Physical characteristics
- Source: Mount Anne and Mount Sara Jane
- • location: Lake Judd
- • coordinates: 42°59′20″S 146°25′39″E﻿ / ﻿42.98889°S 146.42750°E
- • elevation: 595 m (1,952 ft)
- Mouth: Huon River
- • coordinates: 43°05′13″S 146°27′30″E﻿ / ﻿43.08694°S 146.45833°E
- • elevation: 159 m (522 ft)
- Length: 20 km (12 mi)

Basin features
- River system: Huon River catchment
- Lake: Lake Judd

= Anne River (Tasmania) =

River in Tasmania, Australia

The Anne River is a perennial river located in the south-west region of Tasmania, Australia.

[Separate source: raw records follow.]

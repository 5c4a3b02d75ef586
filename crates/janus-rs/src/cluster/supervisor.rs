//! The supervisor: spawn, watch, respawn, quarantine, drain.
//!
//! Each worker gets its own Unix socket path and is launched from the
//! configured command with its identity in the environment. A worker that
//! fails to hand back WORKER_READY inside the startup deadline is killed
//! and rescheduled. Exits are respawned after `restartDelay` with
//! exponential backoff; too many exits inside `restartWindow` quarantine
//! the slot, and when every slot is quarantined the supervisor declares the
//! process unrecoverable.

use log::{error, info, warn};
use parking_lot::Mutex;
use std::collections::{HashMap, VecDeque};
use std::process::Stdio;
use std::sync::Arc;
use std::time::Duration;
use thiserror::Error;
use tokio::process::{Child, Command};
use tokio_util::sync::CancellationToken;

use crate::ipc::WorkerBridge;
use crate::models::settings::Settings;

use super::limits::{self, CpuSampler};
use super::registry::WorkerRegistry;

/// Health state of one worker slot.
#[derive(Debug, Clone, Copy, PartialEq)]
pub enum WorkerState {
    Starting,
    Ready,
    Draining,
    Dead,
    Quarantined,
}

#[derive(Error, Debug)]
pub enum SupervisorError {
    /// Worker process could not be started; fatal at boot (exit code 3).
    #[error("Failed to spawn worker {id}: {source}")]
    Spawn {
        id: u32,
        #[source]
        source: std::io::Error,
    },

    /// The IPC socket never became connectable.
    #[error("Worker {id} IPC setup failed: {message}")]
    IpcSetup { id: u32, message: String },
}

struct WorkerSlot {
    state: WorkerState,
    pid: Option<u32>,
    /// Unix-ms timestamps of recent exits, for storm detection.
    restarts: VecDeque<i64>,
}

impl WorkerSlot {
    fn new() -> Self {
        Self {
            state: WorkerState::Starting,
            pid: None,
            restarts: VecDeque::new(),
        }
    }
}

/// Owns every worker process for the lifetime of the gateway.
pub struct Supervisor {
    settings: Arc<Settings>,
    registry: Arc<WorkerRegistry>,
    slots: Mutex<HashMap<u32, WorkerSlot>>,
    shutdown: CancellationToken,
    /// Fires when every slot is quarantined; the binary exits 4.
    unrecoverable: CancellationToken,
    /// Exit monitors request respawns here; a single loop serializes them.
    respawn_tx: tokio::sync::mpsc::UnboundedSender<u32>,
    respawn_rx: Mutex<Option<tokio::sync::mpsc::UnboundedReceiver<u32>>>,
}

impl Supervisor {
    pub fn new(settings: Arc<Settings>, registry: Arc<WorkerRegistry>) -> Arc<Self> {
        let (respawn_tx, respawn_rx) = tokio::sync::mpsc::unbounded_channel();
        Arc::new(Self {
            settings,
            registry,
            slots: Mutex::new(HashMap::new()),
            shutdown: CancellationToken::new(),
            unrecoverable: CancellationToken::new(),
            respawn_tx,
            respawn_rx: Mutex::new(Some(respawn_rx)),
        })
    }

    pub fn registry(&self) -> &Arc<WorkerRegistry> {
        &self.registry
    }

    /// Token observers can watch for the all-quarantined condition.
    pub fn unrecoverable_token(&self) -> CancellationToken {
        self.unrecoverable.clone()
    }

    pub fn worker_states(&self) -> Vec<(u32, WorkerState)> {
        let mut states: Vec<(u32, WorkerState)> = self
            .slots
            .lock()
            .iter()
            .map(|(id, slot)| (*id, slot.state))
            .collect();
        states.sort_by_key(|(id, _)| *id);
        states
    }

    /// Spawns the configured number of workers and returns once all have
    /// completed (or failed) their first startup.
    pub async fn start(self: Arc<Self>) -> Result<(), SupervisorError> {
        let count = self.settings.cluster.workers.resolve();
        info!("Supervisor starting {} worker(s)", count);
        for id in 0..count {
            self.slots.lock().insert(id, WorkerSlot::new());
            Arc::clone(&self).spawn_worker(id).await?;
        }

        // Serialize respawns through one loop so exit monitors never need
        // to re-enter the spawn path themselves.
        let mut rx = match self.respawn_rx.lock().take() {
            Some(rx) => rx,
            None => return Ok(()),
        };
        let respawner = Arc::clone(&self);
        tokio::spawn(async move {
            while let Some(id) = rx.recv().await {
                if respawner.shutdown.is_cancelled() {
                    return;
                }
                if let Err(e) = Arc::clone(&respawner).spawn_worker(id).await {
                    error!("Respawn of worker {} failed: {}", id, e);
                }
            }
        });
        Ok(())
    }

    /// Launches one worker process and wires up its bridge, heartbeat,
    /// resource sampling, and exit monitoring.
    async fn spawn_worker(self: Arc<Self>, id: u32) -> Result<(), SupervisorError> {
        let ipc = &self.settings.ipc;
        let socket_path = ipc.worker_socket(id);
        if let Some(dir) = socket_path.parent() {
            std::fs::create_dir_all(dir).map_err(|e| SupervisorError::IpcSetup {
                id,
                message: e.to_string(),
            })?;
        }

        let resources = self.settings.cluster.resources.clone();
        let mut command = Command::new(&self.settings.cluster.worker_command);
        command
            .env("JANUS_WORKER_ID", id.to_string())
            .env("JANUS_IPC_SOCKET", &socket_path)
            .env("JANUS_VAULT_SOCKET", ipc.vault_socket())
            .stdin(Stdio::null());
        if let Ok(config_path) = std::env::var("JANUS_CONFIG_PATH") {
            command.env("JANUS_CONFIG_PATH", config_path);
        }
        if resources.gc_hint {
            command.env("JANUS_GC_HINT", "1");
        }
        unsafe {
            let resources = resources.clone();
            command.pre_exec(move || limits::apply_pre_exec(&resources));
        }

        let mut child = command
            .spawn()
            .map_err(|source| SupervisorError::Spawn { id, source })?;
        let pid = child.id();
        info!("Worker {} spawned (pid {:?})", id, pid);

        {
            let mut slots = self.slots.lock();
            if let Some(slot) = slots.get_mut(&id) {
                slot.state = WorkerState::Starting;
                slot.pid = pid;
            }
        }

        let startup = Duration::from_millis(self.settings.cluster.startup_timeout);
        let bridge = match WorkerBridge::connect(
            id,
            &socket_path,
            ipc.max_frame_size,
            ipc.stream_window,
            startup,
        )
        .await
        {
            Ok(bridge) => bridge,
            Err(e) => {
                warn!("Worker {} never opened its socket: {}", id, e);
                let _ = child.start_kill();
                self.clone().watch_exit(id, child);
                return Err(SupervisorError::IpcSetup {
                    id,
                    message: e.to_string(),
                });
            }
        };

        if !bridge.await_ready(startup).await {
            warn!(
                "Worker {} missed the {} ms startup deadline, killing",
                id,
                startup.as_millis()
            );
            let _ = child.start_kill();
            self.clone().watch_exit(id, child);
            return Ok(());
        }

        info!("Worker {} ready", id);
        {
            let mut slots = self.slots.lock();
            if let Some(slot) = slots.get_mut(&id) {
                slot.state = WorkerState::Ready;
            }
        }
        self.registry.install(bridge.clone());

        // Heartbeat until the channel dies.
        let hb = bridge.clone();
        let hb_interval = Duration::from_millis(ipc.heartbeat_interval);
        tokio::spawn(async move { hb.heartbeat(hb_interval).await });

        // Resource sampling.
        if let Some(pid) = pid {
            self.clone().watch_resources(id, pid);
        }

        self.clone().watch_exit(id, child);
        Ok(())
    }

    /// Reaps the child and drives the respawn policy.
    fn watch_exit(self: Arc<Self>, id: u32, mut child: Child) {
        tokio::spawn(async move {
            let status = child.wait().await;
            self.registry.remove(id);
            {
                let mut slots = self.slots.lock();
                if let Some(slot) = slots.get_mut(&id) {
                    slot.state = WorkerState::Dead;
                    slot.pid = None;
                }
            }

            if self.shutdown.is_cancelled() {
                return;
            }
            warn!("Worker {} exited: {:?}", id, status);

            if !self.settings.cluster.auto_respawn {
                return;
            }

            let now = chrono::Utc::now().timestamp_millis();
            let window = self.settings.cluster.restart_window as i64;
            let recent = {
                let mut slots = self.slots.lock();
                let Some(slot) = slots.get_mut(&id) else { return };
                slot.restarts.push_back(now);
                while let Some(&oldest) = slot.restarts.front() {
                    if now - oldest > window {
                        slot.restarts.pop_front();
                    } else {
                        break;
                    }
                }
                slot.restarts.len() as u32
            };

            if recent >= self.settings.cluster.max_restarts {
                error!(
                    "Worker {} exceeded {} restarts in {} ms, quarantined",
                    id, self.settings.cluster.max_restarts, window
                );
                let all_quarantined = {
                    let mut slots = self.slots.lock();
                    if let Some(slot) = slots.get_mut(&id) {
                        slot.state = WorkerState::Quarantined;
                    }
                    slots
                        .values()
                        .all(|slot| slot.state == WorkerState::Quarantined)
                };
                if all_quarantined {
                    error!("Every worker is quarantined; declaring the process unrecoverable");
                    self.unrecoverable.cancel();
                }
                return;
            }

            // Exponential backoff on repeated exits inside the window.
            let delay = self.settings.cluster.restart_delay
                * 2u64.saturating_pow(recent.saturating_sub(1));
            info!("Respawning worker {} in {} ms", id, delay);
            tokio::time::sleep(Duration::from_millis(delay)).await;
            if self.shutdown.is_cancelled() {
                return;
            }
            let _ = self.respawn_tx.send(id);
        });
    }

    /// Samples memory and CPU on the configured interval; enforces hard
    /// limits with TERM then KILL.
    fn watch_resources(self: Arc<Self>, id: u32, pid: u32) {
        let resources = self.settings.cluster.resources.clone();
        if resources.max_memory_mb == 0 && resources.max_cpu_pct == 0 {
            return;
        }
        let interval = Duration::from_millis(self.settings.cluster.check_interval);

        tokio::spawn(async move {
            let mut cpu = CpuSampler::new();
            loop {
                tokio::select! {
                    _ = self.shutdown.cancelled() => return,
                    _ = tokio::time::sleep(interval) => {}
                }
                // The slot may have moved on to a new process.
                let current = self.slots.lock().get(&id).and_then(|s| s.pid);
                if current != Some(pid) {
                    return;
                }

                let mut over: Option<String> = None;
                if resources.max_memory_mb > 0 {
                    if let Some(rss) = limits::rss_mb(pid) {
                        if rss > resources.max_memory_mb {
                            over = Some(format!(
                                "memory {} MiB over the {} MiB limit",
                                rss, resources.max_memory_mb
                            ));
                        }
                    }
                }
                if over.is_none() && resources.max_cpu_pct > 0 {
                    if let Some(pct) = cpu.sample(pid) {
                        if pct > resources.max_cpu_pct as f64 {
                            over = Some(format!(
                                "cpu {:.0}% over the {}% limit",
                                pct, resources.max_cpu_pct
                            ));
                        }
                    }
                }

                let Some(reason) = over else { continue };
                if !resources.enforcement.hard_limits {
                    warn!("Worker {} (pid {}) {}", id, pid, reason);
                    continue;
                }

                warn!("Worker {} (pid {}) {}, terminating", id, pid, reason);
                signal(pid, libc::SIGTERM);
                tokio::time::sleep(Duration::from_millis(resources.enforcement.kill_grace)).await;
                let still_same = self.slots.lock().get(&id).and_then(|s| s.pid) == Some(pid);
                if still_same {
                    signal(pid, libc::SIGKILL);
                }
                return;
            }
        });
    }

    /// Graceful shutdown: drain, wait for in-flight work, TERM stragglers,
    /// KILL holdouts. Returns `true` on a clean drain.
    pub async fn shutdown(&self, drain_timeout: Duration) -> bool {
        info!("Supervisor shutting down, draining workers");
        self.shutdown.cancel();

        for bridge in self.registry.all() {
            bridge.drain().await;
        }

        let drained = tokio::time::timeout(drain_timeout, async {
            loop {
                if self.registry.total_in_flight() == 0 {
                    return;
                }
                tokio::time::sleep(Duration::from_millis(50)).await;
            }
        })
        .await
        .is_ok();

        if !drained {
            warn!(
                "Drain incomplete after {} ms, {} request(s) abandoned",
                drain_timeout.as_millis(),
                self.registry.total_in_flight()
            );
        }

        let pids: Vec<u32> = self
            .slots
            .lock()
            .values()
            .filter_map(|slot| slot.pid)
            .collect();
        for pid in &pids {
            signal(*pid, libc::SIGTERM);
        }
        tokio::time::sleep(Duration::from_millis(1_000)).await;
        for pid in pids {
            // Idempotent: already-exited pids just return ESRCH.
            signal(pid, libc::SIGKILL);
        }
        drained
    }
}

fn signal(pid: u32, sig: libc::c_int) {
    unsafe {
        libc::kill(pid as libc::pid_t, sig);
    }
}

At 20 km in length, the Anne River is extremely steep and flows through parts of the Tasmanian Wilderness World Heritage Area.

==Location and features==
Drained by runoff from Mount Anne and Mount Sara Jane, the river forms below Lake Judd and steeply flows generally west and then south by east with an average gradient of 24 m/km and a peak grade of 77 m/km. With no significant tributaries, the Anne River reaches its confluence with the Huon River in remote wilderness country. The river descends 436 m over its 20 km course.

The Anne River is a remote wilderness area, visited by avid bushwalkers. The river has only been navigated on a few occasions by kayakers.